Texas Rangers: Tyson Ross pitched just once last season for the Padres, getting hurt on Opening Day and ultimately undergoing thoracic outlet surgery. Signed by the Rangers as a free agent, Ross is finally ready to take the mound on Monday, for two innings of a simulated game. If all goes well, a rehab assignment will follow. As for when he might join Texas' rotation, pitching coach Doug Brocail says, "For me, my question is, after the second or third start, can we build him up in the big leagues?"
Toronto Blue Jays: After 14 relief appearances this season, the Blue Jays turned to Joe Biagini to start Sunday's game on short notice. Both J.A. Happ (elbow) and Aaron Sanchez (fingernail) were unavailable and on the 10-day DL. Biagini impressed manager Joe Gibbons by lasting 52 pitches and four innings, allowing just one (unearned) run and two hits. "You know what, I thought he was dominating," Gibbons said. As such, Biagini is expected to get the call again, later this week against Seattle.

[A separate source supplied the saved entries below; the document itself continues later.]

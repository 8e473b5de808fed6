//! The relay allow-list: accounts permitted to submit headers.

use crate::auth::CallContext;
use crate::error::HostError;
use keel_core::Name;
use serde::{Deserialize, Serialize};
use std::collections::BTreeSet;
use std::fmt;
use std::str::FromStr;
use tracing::info;

#[derive(Clone, Copy, Debug, PartialEq, Eq)]
pub enum RelayAction {
    Add,
    Remove,
}

impl fmt::Display for RelayAction {
    fn fmt(&self, f: &mut fmt::Formatter<'_>) -> fmt::Result {
        match self {
            RelayAction::Add => write!(f, "add"),
            RelayAction::Remove => write!(f, "remove"),
        }
    }
}

impl FromStr for RelayAction {
    type Err = HostError;

    fn from_str(s: &str) -> Result<Self, Self::Err> {
        match s {
            "add" => Ok(RelayAction::Add),
            "remove" => Ok(RelayAction::Remove),
            other => Err(HostError::UnknownRelayAction(other.to_string())),
        }
    }
}

#[derive(Clone, Debug, Default, PartialEq, Eq, Serialize, Deserialize)]
pub struct RelaySet {
    relays: BTreeSet<Name>,
}

impl RelaySet {
    pub fn new() -> Self {
        Self::default()
    }

    pub fn contains(&self, relay: Name) -> bool {
        self.relays.contains(&relay)
    }

    pub fn iter(&self) -> impl Iterator<Item = &Name> + '_ {
        self.relays.iter()
    }

    pub fn apply(&mut self, action: RelayAction, relay: Name) -> Result<(), HostError> {
        match action {
            RelayAction::Add => {
                if !self.relays.insert(relay) {
                    return Err(HostError::RelayExists(relay.to_string()));
                }
            }
            RelayAction::Remove => {
                if !self.relays.remove(&relay) {
                    return Err(HostError::RelayNotFound(relay.to_string()));
                }
            }
        }
        info!(%relay, %action, "relay list updated");
        Ok(())
    }

    /// Fail unless the call is an authorized call from a listed relay.
    pub fn require_relay(&self, ctx: &CallContext) -> Result<(), HostError> {
        if !self.contains(ctx.caller) {
            return Err(HostError::NotRelay {
                caller: ctx.caller.to_string(),
            });
        }
        ctx.require_auth()
    }
}

impl FromIterator<Name> for RelaySet {
    fn from_iter<I: IntoIterator<Item = Name>>(iter: I) -> Self {
        Self {
            relays: iter.into_iter().collect(),
        }
    }
}

#[cfg(test)]
mod tests {
    use super::*;

    fn name(s: &str) -> Name {
        s.parse().unwrap()
    }

    #[test]
    fn test_add_and_remove() {
        let mut relays = RelaySet::new();
        relays.apply("add".parse().unwrap(), name("relay1")).unwrap();
        assert!(relays.contains(name("relay1")));
        assert_eq!(
            relays.apply(RelayAction::Add, name("relay1")),
            Err(HostError::RelayExists("relay1".into()))
        );

        relays.apply(RelayAction::Remove, name("relay1")).unwrap();
        assert!(!relays.contains(name("relay1")));
        assert_eq!(
            relays.apply(RelayAction::Remove, name("relay1")),
            Err(HostError::RelayNotFound("relay1".into()))
        );
    }

    #[test]
    fn test_unknown_action() {
        assert_eq!(
            "promote".parse::<RelayAction>(),
            Err(HostError::UnknownRelayAction("promote".into()))
        );
    }

    #[test]
    fn test_require_relay() {
        let relays: RelaySet = [name("relay1")].into_iter().collect();
        assert!(relays.require_relay(&CallContext::signed(name("relay1"))).is_ok());
        assert!(matches!(
            relays.require_relay(&CallContext::unsigned(name("relay1"))),
            Err(HostError::MissingAuthorization { .. })
        ));
        assert!(matches!(
            relays.require_relay(&CallContext::signed(name("relay2"))),
            Err(HostError::NotRelay { .. })
        ));
    }
}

Sanchez may be back as soon as Sunday.
Washington Nationals: Bryce Harper has scored seven runs in his past four games, but he hasn't been on the field since May 4 due to a groin injury. Dusty Baker said that Harper could have played over the weekend, but he decided to give his outfielder a little extra rest instead. Harper should be back Monday against the Orioles, so you should probably avoid being too concerned about the outfielder's health going forward, unless of course his name is once again missing from Dusty's lineup card.